LeetCode(2) Add Two Numbers实现

题目：https://oj.leetcode.com/problems/add-two-numbers/

You are given two linked lists representing two non-negative numbers. The digits are stored in reverse order and each of their nodes contain a single digit. Add the two numbers and return it as a linked list.

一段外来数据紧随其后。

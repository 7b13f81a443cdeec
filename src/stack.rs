//! Stack assembly and the public send/receive surface.

use std::fmt;
use std::net::IpAddr;
use std::sync::Arc;

use serde::Serialize;
use serde::de::DeserializeOwned;

#[cfg(not(feature = "probe"))]
use crate::address::Offline;
#[cfg(feature = "probe")]
use crate::address::UdpProbe;
use crate::core::{AddressProvider, StackConfig, StackResult};
use crate::layers::{
    ApplicationLayer, DataLinkLayer, NetworkLayer, PhysicalLayer, PresentationLayer,
    SessionLayer, TransportLayer,
};

/// The full seven-layer pipeline.
pub type Stack = ApplicationLayer<
    PresentationLayer<SessionLayer<TransportLayer<NetworkLayer<DataLinkLayer<PhysicalLayer>>>>>,
>;

/// The provider used when none is injected.
#[cfg(feature = "probe")]
fn system_provider(config: &StackConfig) -> Arc<dyn AddressProvider> {
    Arc::new(UdpProbe::new(config.probe_target))
}

#[cfg(not(feature = "probe"))]
fn system_provider(_config: &StackConfig) -> Arc<dyn AddressProvider> {
    Arc::new(Offline)
}

/// Builder for [`ProtocolStack`].
#[derive(Clone, Default)]
pub struct StackBuilder {
    config: StackConfig,
    provider: Option<Arc<dyn AddressProvider>>,
}

impl fmt::Debug for StackBuilder {
    fn fmt(&self, f: &mut fmt::Formatter<'_>) -> fmt::Result {
        f.debug_struct("StackBuilder")
            .field("config", &self.config)
            .field("provider", &self.provider.as_ref().map(|_| "<injected>"))
            .finish()
    }
}

impl StackBuilder {
    /// Create a builder with default metadata and the system provider.
    pub fn new() -> Self {
        Self::default()
    }

    /// Use `config` for every layer's metadata.
    pub fn config(mut self, config: StackConfig) -> Self {
        self.config = config;
        self
    }

    /// Inject the network layer's address provider.
    pub fn address_provider(mut self, provider: impl AddressProvider + 'static) -> Self {
        self.provider = Some(Arc::new(provider));
        self
    }

    /// Inject an already shared address provider.
    pub fn shared_address_provider(mut self, provider: Arc<dyn AddressProvider>) -> Self {
        self.provider = Some(provider);
        self
    }

    /// Assemble the stack bottom-up.
    pub fn build(self) -> ProtocolStack {
        let config = self.config;
        let provider = self
            .provider
            .unwrap_or_else(|| system_provider(&config));

        let physical = PhysicalLayer::new();
        let data_link = DataLinkLayer::new(config.hardware_address, physical);
        let network = NetworkLayer::new(Arc::clone(&provider), config.fallback_address, data_link);
        let transport = TransportLayer::new(config.sequence, network);
        let session = SessionLayer::new(config.session_state.clone(), transport);
        let presentation = PresentationLayer::new(session);
        let application = ApplicationLayer::new(config.protocol.clone(), presentation);

        ProtocolStack {
            application,
            provider,
            config,
        }
    }
}

/// A ready-to-use stack: [`send`](Self::send) descends all seven layers,
/// [`receive`](Self::receive) climbs back up.
///
/// Immutable once built; share it by reference across threads freely.
#[derive(Clone)]
pub struct ProtocolStack {
    application: Stack,
    provider: Arc<dyn AddressProvider>,
    config: StackConfig,
}

impl fmt::Debug for ProtocolStack {
    fn fmt(&self, f: &mut fmt::Formatter<'_>) -> fmt::Result {
        f.debug_struct("ProtocolStack")
            .field("config", &self.config)
            .finish_non_exhaustive()
    }
}

impl Default for ProtocolStack {
    fn default() -> Self {
        Self::new()
    }
}

impl ProtocolStack {
    /// Build a stack with default metadata and the system provider.
    pub fn new() -> Self {
        StackBuilder::new().build()
    }

    /// Start building a customised stack.
    pub fn builder() -> StackBuilder {
        StackBuilder::new()
    }

    /// Encode `value` down to physical bytes.
    pub fn send<T: Serialize + ?Sized>(&self, value: &T) -> StackResult<Vec<u8>> {
        self.application.encode(value)
    }

    /// Decode physical bytes back to the caller's value.
    pub fn receive<T: DeserializeOwned>(&self, data: &[u8]) -> StackResult<T> {
        self.application.decode(data)
    }

    /// Ask the provider for the local address, without the fallback.
    pub fn lookup_address(&self) -> StackResult<IpAddr> {
        Ok(self.provider.local_address()?)
    }

    /// The configuration the stack was built with.
    pub fn config(&self) -> &StackConfig {
        &self.config
    }

    /// The top of the pipeline.
    pub fn application(&self) -> &Stack {
        &self.application
    }

    /// The network layer, for inspecting its address resolution.
    pub fn network(&self) -> &NetworkLayer<DataLinkLayer<PhysicalLayer>> {
        self.application.lower().lower().lower().lower()
    }
}

#[cfg(test)]
mod tests {
    use super::*;
    use crate::address::{Offline, StaticAddress};
    use crate::core::{Layer, MacAddress, StackError};

    fn offline_stack() -> ProtocolStack {
        ProtocolStack::builder().address_provider(Offline).build()
    }

    #[test]
    fn test_hello_network() {
        let stack = offline_stack();
        let wire = stack.send("Hello, Network!").unwrap();
        let back: String = stack.receive(&wire).unwrap();
        assert_eq!(back, "Hello, Network!");
    }

    #[test]
    fn test_config_reaches_every_layer() {
        let config = StackConfig::new()
            .with_protocol("FTP")
            .with_session_state("Paused")
            .with_sequence(9)
            .with_hardware_address(MacAddress::new([2, 0, 0, 0, 0, 9]))
            .with_fallback_address("10.9.9.9".parse().unwrap());
        let stack = ProtocolStack::builder()
            .config(config)
            .address_provider(Offline)
            .build();

        let app = stack.application();
        assert_eq!(app.protocol(), "FTP");
        let session = app.lower().lower();
        assert_eq!(session.state(), "Paused");
        assert_eq!(session.lower().sequence(), 9);
        assert_eq!(stack.network().fallback_address().to_string(), "10.9.9.9");
        assert_eq!(stack.network().source_address().to_string(), "10.9.9.9");
        assert_eq!(
            stack.network().lower().hardware_address().to_string(),
            "02:00:00:00:00:09"
        );
    }

    #[test]
    fn test_lookup_address_reports_failure() {
        let stack = offline_stack();
        assert!(matches!(
            stack.lookup_address(),
            Err(StackError::AddressLookup(_))
        ));
        // the send path still succeeds through the fallback
        assert!(stack.send("still works").is_ok());
    }

    #[test]
    fn test_injected_provider() {
        let stack = ProtocolStack::builder()
            .address_provider(StaticAddress("172.16.4.2".parse().unwrap()))
            .build();
        assert_eq!(stack.lookup_address().unwrap().to_string(), "172.16.4.2");

        let network = stack.network();
        let packet = network.encapsulate(b"x").unwrap();
        assert!(String::from_utf8(packet).unwrap().contains("172.16.4.2"));
    }

    #[test]
    fn test_stack_is_shareable() {
        fn assert_send_sync<T: Send + Sync>() {}
        assert_send_sync::<ProtocolStack>();

        let stack = offline_stack();
        std::thread::scope(|s| {
            for i in 0..4 {
                let stack = &stack;
                s.spawn(move || {
                    let wire = stack.send(&i).unwrap();
                    assert_eq!(stack.receive::<i32>(&wire).unwrap(), i);
                });
            }
        });
    }
}
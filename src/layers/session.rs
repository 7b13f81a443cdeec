//! Session layer: tags payloads with the session state.

use serde::{Deserialize, Serialize};
use tracing::{debug, trace};

use super::envelope::{from_json, render, to_json, unhex};
use super::transport::TransportLayer;
use crate::core::{Layer, LayerKind, StackResult};

/// Session envelope.
///
/// Wire form: `{"session":"Active","payload":"<hex>"}`.
#[derive(Debug, Clone, PartialEq, Eq, Serialize, Deserialize)]
#[serde(deny_unknown_fields)]
pub struct SessionRecord {
    /// Session state tag.
    pub session: String,
    /// Hex-encoded payload from the presentation layer.
    pub payload: String,
}

/// Tags payloads with a fixed session state. There is no session table.
#[derive(Debug, Clone)]
pub struct SessionLayer<L = TransportLayer> {
    state: String,
    lower: L,
}

impl<L: Layer> SessionLayer<L> {
    /// Create a session layer on top of `lower`.
    pub fn new(state: impl Into<String>, lower: L) -> Self {
        Self {
            state: state.into(),
            lower,
        }
    }

    /// The tag stamped on outgoing records.
    pub fn state(&self) -> &str {
        &self.state
    }

    /// The layer below.
    pub fn lower(&self) -> &L {
        &self.lower
    }
}

impl<L: Layer> Layer for SessionLayer<L> {
    const KIND: LayerKind = LayerKind::Session;

    fn encapsulate(&self, payload: &[u8]) -> StackResult<Vec<u8>> {
        to_json(
            Self::KIND,
            &SessionRecord {
                session: self.state.clone(),
                payload: hex::encode(payload),
            },
        )
    }

    fn decapsulate(&self, data: &[u8]) -> StackResult<Vec<u8>> {
        let record: SessionRecord = from_json(Self::KIND, data)?;
        trace!(layer = %Self::KIND, session = %record.session, "received session data");
        unhex(Self::KIND, &record.payload)
    }

    fn encode(&self, payload: &[u8]) -> StackResult<Vec<u8>> {
        let record = self.encapsulate(payload)?;
        debug!(layer = %Self::KIND, bytes = record.len(), "managing session");
        trace!(layer = %Self::KIND, envelope = %render(&record));
        self.lower.encode(&record)
    }

    fn decode(&self, data: &[u8]) -> StackResult<Vec<u8>> {
        let record = self.lower.decode(data)?;
        let payload = self.decapsulate(&record)?;
        debug!(layer = %Self::KIND, bytes = payload.len(), "session data received");
        Ok(payload)
    }
}

#[cfg(test)]
mod tests {
    use super::*;
    use crate::layers::{PhysicalLayer, TransportLayer};

    #[test]
    fn test_round_trip() {
        let layer = SessionLayer::new("Active", PhysicalLayer);
        for payload in [&b""[..], &b"\x80\x04presentation"[..]] {
            let wire = layer.encode(payload).unwrap();
            assert_eq!(layer.decode(&wire).unwrap(), payload);
        }
    }

    #[test]
    fn test_envelope_wire_form() {
        let envelope = SessionLayer::new("Active", PhysicalLayer)
            .encapsulate(b"\x00\xff")
            .unwrap();
        assert_eq!(envelope, br#"{"session":"Active","payload":"00ff"}"#);
    }

    #[test]
    fn test_state_tag_with_quotes_is_escaped() {
        let layer = SessionLayer::new(r#"Re"sumed"#, PhysicalLayer);
        let record: SessionRecord =
            serde_json::from_slice(&layer.encapsulate(b"x").unwrap()).unwrap();
        assert_eq!(record.session, r#"Re"sumed"#);
    }

    #[test]
    fn test_over_transport() {
        let layer = SessionLayer::new("Active", TransportLayer::new(3, PhysicalLayer));
        let wire = layer.encode(b"nested").unwrap();
        assert_eq!(layer.decode(&wire).unwrap(), b"nested");
        assert_eq!(layer.lower().sequence(), 3);
    }
}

Input: (2 -> 4 -> 3) + (5 -> 6 -> 4)

Output: 7 -> 0 -> 8
实现两个链表的数字累加，即243+564=708

解决思路：

直接遍历列表，从左向右累加，注意进位问题即可

实现：

public ListNode addTwoNumbers(ListNode l1, ListNode l2) {
		//返回的结果
		ListNode res = new ListNode(0);
		//左值
		int leftVal;
		//右值
		int rightVal;
		//是否进位
		boolean isCarry = false;
		//判断是否是第一次计算，用于保留指针
		ListNode leftNext = l1;
		ListNode rightNext = l2;
		ListNode curNode = res;
		while(leftNext != null || rightNext != null || isCarry){
			if(curNode.next == null){
				curNode.next = new ListNode(0); 
				curNode = curNode.next;
			}
			//优化时可直接拼接 ，即其中一边的节点已经计算完，后面可以直接把指针指向剩下的部分  
			leftVal = 0;
			if(leftNext != null){
				leftVal = leftNext.val;
				leftNext = leftNext.next;
			}
			rightVal = 0;
			if(rightNext != null){
				rightVal = rightNext.val;
				rightNext = rightNext.next;
			}
			int resVal = leftVal + rightVal;
			//把上一次的进位加进来
			if(isCarry){
				resVal = resVal + 1;
				isCarry = false;
			}
			if(resVal >= 10){
				isCarry = true;
				resVal = resVal % 10;
			}
			curNode.val = resVal;
		}
		return res.next;
	}

OJ测试：

通过

调试例子：

public static void main(String[] args) {
		AddTwoNumbers atn = new AddTwoNumbers();
		ListNode l1 = atn.new ListNode(2);
		l1.next = atn.new ListNode(4);
		l1.next.next = atn.new ListNode(3);
		l1.next.next.next = atn.new ListNode(9);
		
		ListNode l2 = atn.new ListNode(5);
		l2.next = atn.new ListNode(6);
		l2.next.next = atn.new ListNode(4);
		l2.next.next.next = atn.new ListNode(4);
		System.out.println(l1);
		System.out.println(l2);
		
		ListNode res = atn.addTwoNumbers(l1, l2);
		System.out.println(res);
    }